Problem to work on:
Reproduce exactly the lines from the one containing "pub fn coupling(&self)" through the last line of the data, both ends included.

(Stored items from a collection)
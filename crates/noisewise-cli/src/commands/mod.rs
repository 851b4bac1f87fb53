//! CLI command implementations.

pub mod common;
pub mod counts;
pub mod layout;
pub mod version;
pub mod zne;
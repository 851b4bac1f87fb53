//! Calibration data of a quantum backend.
//!
//! Backend properties are plain data: the qubit count, basis gates, the
//! (possibly directed) coupling list as reported by the device, per-gate
//! error rates, and per-qubit readout errors.
//!
//! ```json
//! {
//!   "name": "ibm_torino",
//!   "num_qubits": 133,
//!   "basis_gates": ["cz", "id", "rx", "rz", "sx", "x"],
//!   "coupling_map": [[0, 1], [1, 0], [1, 2]],
//!   "gate_errors": [{"gate": "cz", "qubits": [0, 1], "error": 0.0031}],
//!   "readout_errors": [0.012, 0.02, 0.015]
//! }
//! ```

use std::fs;
use std::path::Path;

use rustc_hash::FxHashMap;
use serde::{Deserialize, Serialize};
use tracing::debug;

use crate::coupling::CouplingMap;
use crate::error::{LayoutError, LayoutResult};

/// Two-qubit gate names recognized for error lookup, in preference order.
pub const TWO_QUBIT_GATES: [&str; 3] = ["cx", "ecr", "cz"];

/// Error rate of one gate on specific qubits.
#[derive(Debug, Clone, PartialEq, Serialize, Deserialize)]
pub struct GateError {
    /// Gate name (e.g. "cz").
    pub gate: String,
    /// Physical qubits the gate acts on, in order.
    pub qubits: Vec<u32>,
    /// Error probability.
    pub error: f64,
}

/// Calibration snapshot of a backend.
///
/// Call [`validate`](Self::validate) after constructing by hand;
/// [`from_json_str`](Self::from_json_str) and [`load`](Self::load) do it
/// for you.
#[derive(Debug, Clone, Serialize, Deserialize)]
pub struct BackendProperties {
    /// Backend name.
    pub name: String,
    /// Number of physical qubits.
    pub num_qubits: u32,
    /// Native gate names.
    #[serde(default)]
    pub basis_gates: Vec<String>,
    /// Coupling list as reported; may be directed and contain both directions.
    #[serde(default)]
    pub coupling_map: Vec<[u32; 2]>,
    /// Gate error entries.
    #[serde(default)]
    pub gate_errors: Vec<GateError>,
    /// Readout error per qubit, indexed by qubit.
    #[serde(default)]
    pub readout_errors: Vec<f64>,
    /// (gate, qubits) -> error.
    #[serde(skip)]
    gate_index: FxHashMap<(String, Vec<u32>), f64>,
}

impl BackendProperties {
    /// Create properties with no calibration entries.
    pub fn new(name: impl Into<String>, num_qubits: u32) -> Self {
        Self {
            name: name.into(),
            num_qubits,
            basis_gates: vec![],
            coupling_map: vec![],
            gate_errors: vec![],
            readout_errors: vec![0.0; num_qubits as usize],
            gate_index: FxHashMap::default(),
        }
    }

    /// Set the basis gates.
    #[must_use]
    pub fn with_basis_gates(mut self, gates: impl IntoIterator<Item = impl Into<String>>) -> Self {
        self.basis_gates = gates.into_iter().map(Into::into).collect();
        self
    }

    /// Set the coupling list.
    #[must_use]
    pub fn with_coupling(mut self, edges: impl IntoIterator<Item = (u32, u32)>) -> Self {
        self.coupling_map = edges.into_iter().map(|(a, b)| [a, b]).collect();
        self
    }

    /// Record a gate error.
    pub fn set_gate_error(&mut self, gate: impl Into<String>, qubits: &[u32], error: f64) {
        let gate = gate.into();
        self.gate_index.insert((gate.clone(), qubits.to_vec()), error);
        if let Some(entry) = self
            .gate_errors
            .iter_mut()
            .find(|e| e.gate == gate && e.qubits == qubits)
        {
            entry.error = error;
        } else {
            self.gate_errors.push(GateError {
                gate,
                qubits: qubits.to_vec(),
                error,
            });
        }
    }

    /// Record a readout error, growing the table if needed.
    pub fn set_readout_error(&mut self, qubit: u32, error: f64) {
        let idx = qubit as usize;
        if self.readout_errors.len() <= idx {
            self.readout_errors.resize(idx + 1, 0.0);
        }
        self.readout_errors[idx] = error;
    }

    /// Parse and validate properties from JSON.
    pub fn from_json_str(json: &str) -> LayoutResult<Self> {
        let mut props: Self = serde_json::from_str(json)?;
        props.validate()?;
        Ok(props)
    }

    /// Load and validate properties from a JSON file.
    pub fn load(path: impl AsRef<Path>) -> LayoutResult<Self> {
        let path = path.as_ref();
        let source = fs::read_to_string(path).map_err(|e| LayoutError::Io {
            path: path.display().to_string(),
            source: e,
        })?;
        let props = Self::from_json_str(&source)?;
        debug!(
            backend = %props.name,
            qubits = props.num_qubits,
            couplings = props.coupling_map.len(),
            "loaded backend properties"
        );
        Ok(props)
    }

    /// Check internal consistency and rebuild the gate lookup.
    pub fn validate(&mut self) -> LayoutResult<()> {
        let n = self.num_qubits;
        let invalid = |reason: String| LayoutError::InvalidBackend {
            backend: self.name.clone(),
            reason,
        };

        if let Some([a, b]) = self.coupling_map.iter().find(|[a, b]| *a >= n || *b >= n) {
            return Err(invalid(format!(
                "coupling ({a}, {b}) references a qubit outside 0..{n}"
            )));
        }
        if self.readout_errors.len() != n as usize {
            return Err(invalid(format!(
                "expected {n} readout errors, got {}",
                self.readout_errors.len()
            )));
        }
        if let Some(q) = self
            .readout_errors
            .iter()
            .position(|e| !e.is_finite() || *e < 0.0)
        {
            return Err(invalid(format!("readout error of qubit {q} is not a rate")));
        }
        for entry in &self.gate_errors {
            if entry.qubits.iter().any(|&q| q >= n) {
                return Err(invalid(format!(
                    "gate '{}' on {:?} references a qubit outside 0..{n}",
                    entry.gate, entry.qubits
                )));
            }
            if !entry.error.is_finite() || entry.error < 0.0 {
                return Err(invalid(format!(
                    "error of gate '{}' on {:?} is not a rate",
                    entry.gate, entry.qubits
                )));
            }
        }

        self.rebuild_caches();
        Ok(())
    }

    /// Rebuild the gate lookup from `gate_errors`.
    pub fn rebuild_caches(&mut self) {
        self.gate_index = self
            .gate_errors
            .iter()
            .map(|e| ((e.gate.clone(), e.qubits.clone()), e.error))
            .collect();
    }

    /// Error rate of `gate` on exactly `qubits` (order matters).
    pub fn gate_error(&self, gate: &str, qubits: &[u32]) -> Option<f64> {
        // Lookup is empty when deserialized without `validate`.
        if self.gate_index.is_empty() {
            return self
                .gate_errors
                .iter()
                .find(|e| e.gate == gate && e.qubits == qubits)
                .map(|e| e.error);
        }
        self.gate_index
            .get(&(gate.to_string(), qubits.to_vec()))
            .copied()
    }

    /// Readout error of a qubit.
    pub fn readout_error(&self, qubit: u32) -> Option<f64> {
        self.readout_errors.get(qubit as usize).copied()
    }

    /// Undirected, de-duplicated coupling map: each connected pair appears
    /// once regardless of how many directions the device reports.
    pub fn coupling(&self) -> CouplingMap {
        CouplingMap::from_edges(self.num_qubits, self.coupling_map.iter().map(|&[a, b]| (a, b)))
    }

    /// The backend's two-qubit gate, if its basis has one of
    /// [`TWO_QUBIT_GATES`].
    pub fn two_qubit_gate(&self) -> LayoutResult<&'static str> {
        TWO_QUBIT_GATES
            .into_iter()
            .find(|g| self.basis_gates.iter().any(|b| b == g))
            .ok_or_else(|| LayoutError::NoTwoQubitGate {
                backend: self.name.clone(),
                basis: self.basis_gates.clone(),
            })
    }
}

Expected answer:
    pub fn coupling(&self) -> CouplingMap {
        CouplingMap::from_edges(self.num_qubits, self.coupling_map.iter().map(|&[a, b]| (a, b)))
    }

    /// The backend's two-qubit gate, if its basis has one of
    /// [`TWO_QUBIT_GATES`].
    pub fn two_qubit_gate(&self) -> LayoutResult<&'static str> {
        TWO_QUBIT_GATES
            .into_iter()
            .find(|g| self.basis_gates.iter().any(|b| b == g))
            .ok_or_else(|| LayoutError::NoTwoQubitGate {
                backend: self.name.clone(),
                basis: self.basis_gates.clone(),
            })
    }
}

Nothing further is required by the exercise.